Exercise directions >> Please repeat the records exactly from their first line, finishing at the line containing "pub type Outcome<T> = Result<T, Fault>;" and including it.

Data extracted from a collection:
★ ★ ★ ★

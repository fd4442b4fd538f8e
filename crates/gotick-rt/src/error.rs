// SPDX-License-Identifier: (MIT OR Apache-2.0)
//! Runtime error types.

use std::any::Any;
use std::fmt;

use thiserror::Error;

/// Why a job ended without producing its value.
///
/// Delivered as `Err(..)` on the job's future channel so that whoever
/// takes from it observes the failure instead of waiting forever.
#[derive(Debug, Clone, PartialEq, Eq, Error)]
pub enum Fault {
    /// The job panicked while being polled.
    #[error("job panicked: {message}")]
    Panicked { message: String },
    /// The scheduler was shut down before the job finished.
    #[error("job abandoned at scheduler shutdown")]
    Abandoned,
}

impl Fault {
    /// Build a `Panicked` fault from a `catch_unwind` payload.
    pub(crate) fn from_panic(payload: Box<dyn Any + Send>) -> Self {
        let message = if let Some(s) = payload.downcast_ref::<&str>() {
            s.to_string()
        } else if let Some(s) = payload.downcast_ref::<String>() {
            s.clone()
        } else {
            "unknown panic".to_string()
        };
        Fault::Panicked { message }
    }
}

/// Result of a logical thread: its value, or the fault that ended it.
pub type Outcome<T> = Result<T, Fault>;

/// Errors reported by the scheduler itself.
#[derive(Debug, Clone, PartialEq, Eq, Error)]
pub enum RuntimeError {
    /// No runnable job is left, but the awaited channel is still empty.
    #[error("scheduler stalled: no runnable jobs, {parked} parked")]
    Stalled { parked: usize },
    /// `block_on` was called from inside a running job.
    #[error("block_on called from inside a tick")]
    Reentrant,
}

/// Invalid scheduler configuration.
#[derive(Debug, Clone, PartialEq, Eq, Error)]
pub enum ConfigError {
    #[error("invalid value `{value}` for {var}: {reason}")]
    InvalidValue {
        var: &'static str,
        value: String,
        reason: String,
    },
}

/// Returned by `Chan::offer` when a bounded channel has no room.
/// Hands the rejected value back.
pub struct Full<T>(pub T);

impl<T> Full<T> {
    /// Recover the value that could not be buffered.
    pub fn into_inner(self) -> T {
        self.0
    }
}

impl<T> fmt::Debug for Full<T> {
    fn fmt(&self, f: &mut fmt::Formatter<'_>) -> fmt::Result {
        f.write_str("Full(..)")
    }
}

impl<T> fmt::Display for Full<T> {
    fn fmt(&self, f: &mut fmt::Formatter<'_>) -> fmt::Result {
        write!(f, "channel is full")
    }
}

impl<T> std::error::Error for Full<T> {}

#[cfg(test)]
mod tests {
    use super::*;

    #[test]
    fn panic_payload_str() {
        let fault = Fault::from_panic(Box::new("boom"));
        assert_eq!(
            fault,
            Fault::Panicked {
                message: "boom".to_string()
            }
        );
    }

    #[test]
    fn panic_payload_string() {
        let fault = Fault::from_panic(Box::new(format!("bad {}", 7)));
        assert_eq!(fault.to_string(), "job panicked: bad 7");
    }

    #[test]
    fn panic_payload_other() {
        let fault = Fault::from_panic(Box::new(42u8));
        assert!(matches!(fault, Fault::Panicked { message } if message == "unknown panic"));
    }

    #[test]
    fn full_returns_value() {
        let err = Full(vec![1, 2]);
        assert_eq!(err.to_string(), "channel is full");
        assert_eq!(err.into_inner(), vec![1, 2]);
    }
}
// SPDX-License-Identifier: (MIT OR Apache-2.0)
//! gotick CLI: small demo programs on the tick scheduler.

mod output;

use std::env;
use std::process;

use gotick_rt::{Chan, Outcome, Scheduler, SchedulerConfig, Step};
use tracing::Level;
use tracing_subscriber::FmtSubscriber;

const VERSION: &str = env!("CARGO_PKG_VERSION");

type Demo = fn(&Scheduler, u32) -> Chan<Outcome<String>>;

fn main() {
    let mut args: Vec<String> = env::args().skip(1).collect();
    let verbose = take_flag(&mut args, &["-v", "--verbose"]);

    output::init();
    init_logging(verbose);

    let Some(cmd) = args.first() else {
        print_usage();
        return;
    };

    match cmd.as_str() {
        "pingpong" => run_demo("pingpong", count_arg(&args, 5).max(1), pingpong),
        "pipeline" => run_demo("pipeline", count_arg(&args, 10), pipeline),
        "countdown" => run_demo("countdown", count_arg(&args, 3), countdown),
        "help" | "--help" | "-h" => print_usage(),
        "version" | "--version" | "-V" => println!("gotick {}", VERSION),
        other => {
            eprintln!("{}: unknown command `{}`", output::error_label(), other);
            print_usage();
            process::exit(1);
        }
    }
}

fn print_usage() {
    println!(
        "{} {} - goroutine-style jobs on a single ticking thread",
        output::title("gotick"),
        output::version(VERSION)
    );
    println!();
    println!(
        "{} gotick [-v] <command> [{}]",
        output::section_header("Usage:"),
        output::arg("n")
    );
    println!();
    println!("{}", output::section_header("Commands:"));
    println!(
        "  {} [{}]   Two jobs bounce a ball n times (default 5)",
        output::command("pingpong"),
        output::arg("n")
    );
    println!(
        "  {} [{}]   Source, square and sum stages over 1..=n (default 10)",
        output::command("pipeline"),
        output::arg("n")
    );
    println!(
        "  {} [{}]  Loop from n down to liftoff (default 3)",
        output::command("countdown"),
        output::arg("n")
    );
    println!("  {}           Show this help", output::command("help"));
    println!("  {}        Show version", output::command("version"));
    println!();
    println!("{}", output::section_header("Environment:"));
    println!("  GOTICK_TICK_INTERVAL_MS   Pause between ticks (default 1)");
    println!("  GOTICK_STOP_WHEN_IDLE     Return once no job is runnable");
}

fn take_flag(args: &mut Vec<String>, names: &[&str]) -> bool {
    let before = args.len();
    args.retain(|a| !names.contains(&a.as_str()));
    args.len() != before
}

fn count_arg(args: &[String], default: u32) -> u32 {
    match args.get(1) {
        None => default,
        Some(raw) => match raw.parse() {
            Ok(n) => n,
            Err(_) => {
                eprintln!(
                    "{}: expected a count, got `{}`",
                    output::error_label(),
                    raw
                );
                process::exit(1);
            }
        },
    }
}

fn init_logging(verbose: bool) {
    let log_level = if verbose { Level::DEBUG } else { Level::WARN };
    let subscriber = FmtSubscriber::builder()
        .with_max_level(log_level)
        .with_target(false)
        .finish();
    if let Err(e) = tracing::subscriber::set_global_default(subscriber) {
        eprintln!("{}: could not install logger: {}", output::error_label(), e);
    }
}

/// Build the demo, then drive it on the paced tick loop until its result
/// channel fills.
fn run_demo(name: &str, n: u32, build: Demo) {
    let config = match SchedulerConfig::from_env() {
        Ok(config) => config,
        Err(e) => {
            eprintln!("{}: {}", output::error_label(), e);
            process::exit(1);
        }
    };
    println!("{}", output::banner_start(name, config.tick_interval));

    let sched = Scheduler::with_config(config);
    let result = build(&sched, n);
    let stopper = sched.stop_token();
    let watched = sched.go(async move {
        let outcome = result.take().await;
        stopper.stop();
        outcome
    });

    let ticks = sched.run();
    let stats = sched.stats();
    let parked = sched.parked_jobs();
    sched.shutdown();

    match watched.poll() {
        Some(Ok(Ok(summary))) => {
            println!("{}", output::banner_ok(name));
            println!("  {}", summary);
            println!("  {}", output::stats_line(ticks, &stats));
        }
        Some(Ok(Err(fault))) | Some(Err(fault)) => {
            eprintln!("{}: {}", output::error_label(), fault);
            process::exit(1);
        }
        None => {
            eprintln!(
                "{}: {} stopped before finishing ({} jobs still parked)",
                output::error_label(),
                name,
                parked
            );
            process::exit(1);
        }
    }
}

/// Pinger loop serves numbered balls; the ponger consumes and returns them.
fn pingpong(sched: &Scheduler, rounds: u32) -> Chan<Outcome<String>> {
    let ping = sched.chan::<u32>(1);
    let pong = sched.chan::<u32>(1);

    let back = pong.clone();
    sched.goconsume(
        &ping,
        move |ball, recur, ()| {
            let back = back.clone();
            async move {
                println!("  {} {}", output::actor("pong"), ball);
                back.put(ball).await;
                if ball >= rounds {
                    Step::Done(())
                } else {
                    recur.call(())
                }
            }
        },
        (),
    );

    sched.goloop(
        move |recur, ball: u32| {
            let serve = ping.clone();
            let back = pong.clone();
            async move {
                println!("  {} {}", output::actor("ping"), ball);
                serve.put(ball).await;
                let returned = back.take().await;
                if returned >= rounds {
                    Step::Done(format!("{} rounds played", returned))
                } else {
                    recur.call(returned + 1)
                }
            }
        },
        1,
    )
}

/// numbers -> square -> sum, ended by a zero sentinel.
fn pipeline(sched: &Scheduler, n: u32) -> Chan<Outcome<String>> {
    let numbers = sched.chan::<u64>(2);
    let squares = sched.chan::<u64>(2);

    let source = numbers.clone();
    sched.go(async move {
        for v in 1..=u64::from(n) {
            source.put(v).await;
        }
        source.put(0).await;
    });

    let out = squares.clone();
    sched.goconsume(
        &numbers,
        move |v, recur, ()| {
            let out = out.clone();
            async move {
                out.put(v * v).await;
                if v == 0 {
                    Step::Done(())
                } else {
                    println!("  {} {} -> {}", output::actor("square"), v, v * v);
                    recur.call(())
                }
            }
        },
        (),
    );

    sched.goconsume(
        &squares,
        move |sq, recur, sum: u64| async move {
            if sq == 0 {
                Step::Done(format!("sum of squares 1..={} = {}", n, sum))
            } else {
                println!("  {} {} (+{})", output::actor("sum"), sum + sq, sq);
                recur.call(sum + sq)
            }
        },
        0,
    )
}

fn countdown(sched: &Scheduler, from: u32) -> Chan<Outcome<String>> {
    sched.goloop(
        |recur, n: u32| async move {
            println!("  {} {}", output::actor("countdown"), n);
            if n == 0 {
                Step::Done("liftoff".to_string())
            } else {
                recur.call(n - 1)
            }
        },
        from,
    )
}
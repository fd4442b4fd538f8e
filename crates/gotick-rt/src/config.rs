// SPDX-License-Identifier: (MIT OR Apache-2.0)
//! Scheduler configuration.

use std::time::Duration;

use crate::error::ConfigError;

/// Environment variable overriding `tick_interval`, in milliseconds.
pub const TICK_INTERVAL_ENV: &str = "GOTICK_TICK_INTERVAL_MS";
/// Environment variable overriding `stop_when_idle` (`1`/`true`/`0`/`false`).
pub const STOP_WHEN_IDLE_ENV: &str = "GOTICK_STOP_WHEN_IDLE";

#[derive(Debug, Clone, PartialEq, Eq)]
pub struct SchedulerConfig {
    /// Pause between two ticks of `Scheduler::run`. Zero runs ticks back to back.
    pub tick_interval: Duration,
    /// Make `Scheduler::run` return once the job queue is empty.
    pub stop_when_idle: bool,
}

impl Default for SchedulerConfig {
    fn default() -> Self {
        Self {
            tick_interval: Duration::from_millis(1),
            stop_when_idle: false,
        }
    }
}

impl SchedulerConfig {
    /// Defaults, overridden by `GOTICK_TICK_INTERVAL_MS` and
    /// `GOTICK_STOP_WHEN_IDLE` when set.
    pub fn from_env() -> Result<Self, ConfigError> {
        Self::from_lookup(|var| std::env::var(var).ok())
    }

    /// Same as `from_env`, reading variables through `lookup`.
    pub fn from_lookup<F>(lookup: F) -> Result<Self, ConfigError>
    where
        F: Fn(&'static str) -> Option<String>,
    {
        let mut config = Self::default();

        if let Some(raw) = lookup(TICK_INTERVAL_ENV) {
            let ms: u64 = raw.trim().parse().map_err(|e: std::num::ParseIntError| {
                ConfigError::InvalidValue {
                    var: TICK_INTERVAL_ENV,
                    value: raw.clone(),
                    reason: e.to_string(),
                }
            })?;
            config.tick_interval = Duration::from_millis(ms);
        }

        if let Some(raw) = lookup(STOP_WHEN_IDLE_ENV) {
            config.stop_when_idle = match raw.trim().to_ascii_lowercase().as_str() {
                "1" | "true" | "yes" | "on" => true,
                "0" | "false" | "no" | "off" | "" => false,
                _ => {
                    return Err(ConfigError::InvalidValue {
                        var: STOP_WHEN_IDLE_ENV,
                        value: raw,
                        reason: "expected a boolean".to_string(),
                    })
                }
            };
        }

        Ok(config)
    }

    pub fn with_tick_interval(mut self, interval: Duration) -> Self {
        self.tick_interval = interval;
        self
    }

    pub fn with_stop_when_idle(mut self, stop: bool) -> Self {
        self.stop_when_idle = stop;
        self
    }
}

★ ★ ★ ★

Output for this exercise >>
repository fd4442b4fd538f8e
filename crates/gotick-rt/src/error.rs
// SPDX-License-Identifier: (MIT OR Apache-2.0)
//! Runtime error types.

use std::any::Any;
use std::fmt;

use thiserror::Error;

/// Why a job ended without producing its value.
///
/// Delivered as `Err(..)` on the job's future channel so that whoever
/// takes from it observes the failure instead of waiting forever.
#[derive(Debug, Clone, PartialEq, Eq, Error)]
pub enum Fault {
    /// The job panicked while being polled.
    #[error("job panicked: {message}")]
    Panicked { message: String },
    /// The scheduler was shut down before the job finished.
    #[error("job abandoned at scheduler shutdown")]
    Abandoned,
}

impl Fault {
    /// Build a `Panicked` fault from a `catch_unwind` payload.
    pub(crate) fn from_panic(payload: Box<dyn Any + Send>) -> Self {
        let message = if let Some(s) = payload.downcast_ref::<&str>() {
            s.to_string()
        } else if let Some(s) = payload.downcast_ref::<String>() {
            s.clone()
        } else {
            "unknown panic".to_string()
        };
        Fault::Panicked { message }
    }
}

/// Result of a logical thread: its value, or the fault that ended it.
pub type Outcome<T> = Result<T, Fault>;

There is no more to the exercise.